AUTHOR=Chen Bingqing , Cai Zicheng , Bergés Mario TITLE=Gnu-RL: A Practical and Scalable Reinforcement Learning Solution for Building HVAC Control Using a Differentiable MPC Policy JOURNAL=Frontiers in Built Environment VOLUME=6 YEAR=2020 URL=https://www.frontiersin.org/journals/built-environment/articles/10.3389/fbuil.2020.562239 DOI=10.3389/fbuil.2020.562239 ISSN=2297-3362 ABSTRACT=

We propose Gnu-RL: a novel approach that enables real-world deployment of reinforcement learning (RL) for building control and requires no prior information other than historical data from existing Heating Ventilation and Air Conditioning (HVAC) controllers.

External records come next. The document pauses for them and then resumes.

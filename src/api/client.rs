//! reqwest-backed implementation of [`LectureApi`]

use async_trait::async_trait;
use lecture_core::{LessonRecord, PhotoAsset, Recording, SubtitleEntry};
use reqwest::{Method, RequestBuilder, Response};
use serde::de::DeserializeOwned;
use std::time::Duration;
use tracing::{debug, info, warn};
use url::Url;

use super::error::{ApiError, ApiResult};
use super::models::{ApiBody, LessonLookup, SubtitleUpload};
use super::LectureApi;
use crate::config::ApiConfig;

const LIST_RECORDINGS: &str = "api/list-audio-files";
const LESSONS: &str = "api/lecciones";
const GET_LESSON: &str = "api/lecciones/get";
const CREATE_LESSON: &str = "api/lecciones/create";
const UPDATE_LESSON: &str = "api/lecciones/update";
const DELETE_LESSON: &str = "api/lecciones/delete";
const GET_AUDIO: &str = "api/get-audio";
const GET_SUBTITLES: &str = "api/get-subtitles";
const UPLOAD_SUBTITLE: &str = "api/upload-subtitle";
const DELETE_SUBTITLE: &str = "api/delete-subtitle";
const PHOTOS_BY_DATE: &str = "api/get-photos-by-date";

/// HTTP client for the lessons API
#[derive(Debug, Clone)]
pub struct HttpLectureApi {
    base: Url,
    client: reqwest::Client,
}

impl HttpLectureApi {
    pub fn new(config: &ApiConfig) -> ApiResult<Self> {
        let client = reqwest::Client::builder()
            .timeout(Duration::from_secs(config.timeout_seconds))
            .connect_timeout(Duration::from_secs(config.connect_timeout_seconds))
            .build()
            .map_err(ApiError::Client)?;

        Ok(Self {
            base: normalize_base(&config.base_url)?,
            client,
        })
    }

    /// API origin, without a trailing slash
    pub fn origin(&self) -> &str {
        self.base.as_str().trim_end_matches('/')
    }

    fn request(&self, method: Method, path: &str) -> ApiResult<(String, RequestBuilder)> {
        let url = self.base.join(path)?;
        let endpoint = url.path().to_string();
        debug!("{} {}", method, url);
        Ok((endpoint, self.client.request(method, url)))
    }

    async fn send(endpoint: &str, request: RequestBuilder) -> ApiResult<Response> {
        request.send().await.map_err(|source| ApiError::Transport {
            endpoint: endpoint.to_string(),
            source,
        })
    }

    async fn read_text(endpoint: &str, response: Response) -> ApiResult<(u16, bool, String)> {
        let status = response.status();
        let text = response.text().await.map_err(|source| ApiError::Transport {
            endpoint: endpoint.to_string(),
            source,
        })?;
        Ok((status.as_u16(), status.is_success(), text))
    }

    /// Send a request whose success body is JSON of type `T`
    async fn fetch_json<T: DeserializeOwned>(&self, endpoint: &str, request: RequestBuilder) -> ApiResult<T> {
        let response = Self::send(endpoint, request).await?;
        let (status, ok, text) = Self::read_text(endpoint, response).await?;
        if !ok {
            return Err(status_error(endpoint, status, text));
        }
        serde_json::from_str(&text).map_err(|e| ApiError::Malformed {
            endpoint: endpoint.to_string(),
            reason: e.to_string(),
        })
    }

    /// Send a request whose body may be JSON or text
    async fn fetch_body(&self, endpoint: &str, request: RequestBuilder) -> ApiResult<ApiBody> {
        let response = Self::send(endpoint, request).await?;
        let (status, ok, text) = Self::read_text(endpoint, response).await?;
        if !ok {
            return Err(status_error(endpoint, status, text));
        }
        Ok(ApiBody::from_text(text))
    }

    /// Send a request where only the status matters
    async fn fetch_status(&self, endpoint: &str, request: RequestBuilder) -> ApiResult<()> {
        self.fetch_body(endpoint, request).await.map(|_| ())
    }
}

#[async_trait]
impl LectureApi for HttpLectureApi {
    async fn list_recordings(&self) -> ApiResult<Vec<Recording>> {
        let (endpoint, request) = self.request(Method::GET, LIST_RECORDINGS)?;
        let recordings: Vec<Recording> = self.fetch_json(&endpoint, request).await?;
        debug!("Fetched {} recordings", recordings.len());
        Ok(recordings)
    }

    async fn list_lessons(&self) -> ApiResult<Vec<LessonRecord>> {
        let (endpoint, request) = self.request(Method::GET, LESSONS)?;
        let lessons: Vec<LessonRecord> = self.fetch_json(&endpoint, request).await?;
        debug!("Fetched {} lesson records", lessons.len());
        Ok(lessons)
    }

    async fn get_lesson(&self, video_id: &str) -> ApiResult<LessonLookup> {
        let (endpoint, request) = self.request(Method::GET, GET_LESSON)?;
        let response = Self::send(&endpoint, request.query(&[("video_id", video_id)])).await?;
        let (status, ok, text) = Self::read_text(&endpoint, response).await?;

        // The not-found marker is plain text and may come with any status
        let body = ApiBody::from_text(text);
        if body.is_lesson_not_found() {
            info!("No lesson record for {}", video_id);
            return Ok(LessonLookup::NotFound);
        }

        let value = match body {
            ApiBody::Json(value) => value,
            ApiBody::Text(text) => {
                return Err(ApiError::Malformed {
                    endpoint,
                    reason: format!("expected JSON, got {:?}", text),
                })
            }
        };

        if !ok {
            return Err(status_error(&endpoint, status, value.to_string()));
        }

        serde_json::from_value(value)
            .map(LessonLookup::Found)
            .map_err(|e| ApiError::Malformed {
                endpoint,
                reason: e.to_string(),
            })
    }

    async fn create_lesson(&self, lesson: &LessonRecord) -> ApiResult<ApiBody> {
        let (endpoint, request) = self.request(Method::POST, CREATE_LESSON)?;
        info!("Creating lesson record {}", lesson.video_id);
        self.fetch_body(&endpoint, request.json(lesson)).await
    }

    async fn update_lesson(&self, lesson: &LessonRecord) -> ApiResult<ApiBody> {
        let (endpoint, request) = self.request(Method::PUT, UPDATE_LESSON)?;
        info!("Updating lesson record {}", lesson.video_id);
        self.fetch_body(&endpoint, request.json(lesson)).await
    }

    async fn delete_lesson(&self, video_id: &str) -> ApiResult<ApiBody> {
        let (endpoint, request) = self.request(Method::DELETE, DELETE_LESSON)?;
        info!("Deleting lesson record {}", video_id);
        self.fetch_body(&endpoint, request.query(&[("video_id", video_id)])).await
    }

    async fn get_audio(&self, file: &str) -> ApiResult<Vec<u8>> {
        let (endpoint, request) = self.request(Method::GET, GET_AUDIO)?;
        let response = Self::send(&endpoint, request.query(&[("file", file)])).await?;
        if !response.status().is_success() {
            let (status, _, text) = Self::read_text(&endpoint, response).await?;
            return Err(status_error(&endpoint, status, text));
        }

        let bytes = response.bytes().await.map_err(|source| ApiError::Transport {
            endpoint: endpoint.clone(),
            source,
        })?;
        debug!("Downloaded {} bytes of audio for {}", bytes.len(), file);
        Ok(bytes.to_vec())
    }

    async fn get_subtitles(&self, video_id: &str, language: &str) -> ApiResult<Vec<SubtitleEntry>> {
        let (endpoint, request) = self.request(Method::GET, GET_SUBTITLES)?;
        let request = request.query(&[("video_id", video_id), ("language", language)]);
        self.fetch_json(&endpoint, request).await
    }

    async fn upload_subtitle(&self, upload: &SubtitleUpload) -> ApiResult<()> {
        let (endpoint, request) = self.request(Method::POST, UPLOAD_SUBTITLE)?;
        let form = reqwest::multipart::Form::new()
            .text("subtitle", upload.text.clone())
            .text("video_id", upload.video_id.clone())
            .text("language", upload.language.clone())
            .text("start_time", upload.start_time.to_string())
            .text("end_time", upload.end_time.to_string());

        let result = self.fetch_status(&endpoint, request.multipart(form)).await;
        match &result {
            Ok(()) => info!("✅ Subtitle uploaded for {}", upload.video_id),
            Err(e) => warn!("Failed to upload subtitle for {}: {}", upload.video_id, e),
        }
        result
    }

    async fn delete_subtitle(&self, id: &str) -> ApiResult<()> {
        let (endpoint, request) = self.request(Method::DELETE, DELETE_SUBTITLE)?;
        self.fetch_status(&endpoint, request.query(&[("id", id)])).await
    }

    async fn photos_by_date(&self, date: &str) -> ApiResult<Vec<PhotoAsset>> {
        let (endpoint, request) = self.request(Method::GET, PHOTOS_BY_DATE)?;
        self.fetch_json(&endpoint, request.query(&[("date", date)])).await
    }
}

/// Base URL with a trailing slash so relative endpoint paths join under it
fn normalize_base(base_url: &str) -> ApiResult<Url> {
    let mut base = Url::parse(base_url)?;
    if !base.path().ends_with('/') {
        let path = format!("{}/", base.path());
        base.set_path(&path);
    }
    Ok(base)
}

fn status_error(endpoint: &str, status: u16, text: String) -> ApiError {
    let message = ApiBody::from_text(text).message().unwrap_or_default();
    ApiError::Status {
        endpoint: endpoint.to_string(),
        status,
        message,
    }
}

In contrast with existing RL agents, which are opaque to expert interrogation and need ample training to achieve reasonable control performance, Gnu-RL is much more attractive for real-world applications. Furthermore, Gnu-RL avoids the need to develop and calibrate simulation environments for each building or system under control, thus making it highly scalable. To achieve this, we bootstrap the Gnu-RL agent with domain knowledge and expert demonstration. Specifically, Gnu-RL adopts a recently-developed Differentiable Model Predictive Control (MPC) policy, which encodes domain knowledge on planning and system dynamics, making it both sample-efficient and interpretable. Prior to any interaction with the environment, a Gnu-RL agent is pre-trained on historical data using imitation learning, enabling it to match the behavior of the existing controller. Once it is put in charge of controlling the environment, the agent continues to improve its policy end-to-end, using a policy gradient algorithm. We evaluate Gnu-RL in both simulation studies and a real-world testbed. Firstly, we validated the Gnu-RL agent is indeed practical and scalable by applying it to three commercial reference buildings in simulation, and demonstrated the superiority of the Differentiable MPC policy compared to a generic neural network. In another simulation experiment, our approach saved 6.6% of the total energy compared to the best published RL result for the same environment, while maintaining a higher level of occupant comfort. Finally, Gnu-RL was deployed to control the airflow to a real-world conference room with a Variable-Air-Volume (VAV) system during a 3-weeks period. Our results show that Gnu-RL reduced cooling demand by 16.7% compared to the existing controller and tracked the temperature set-point better.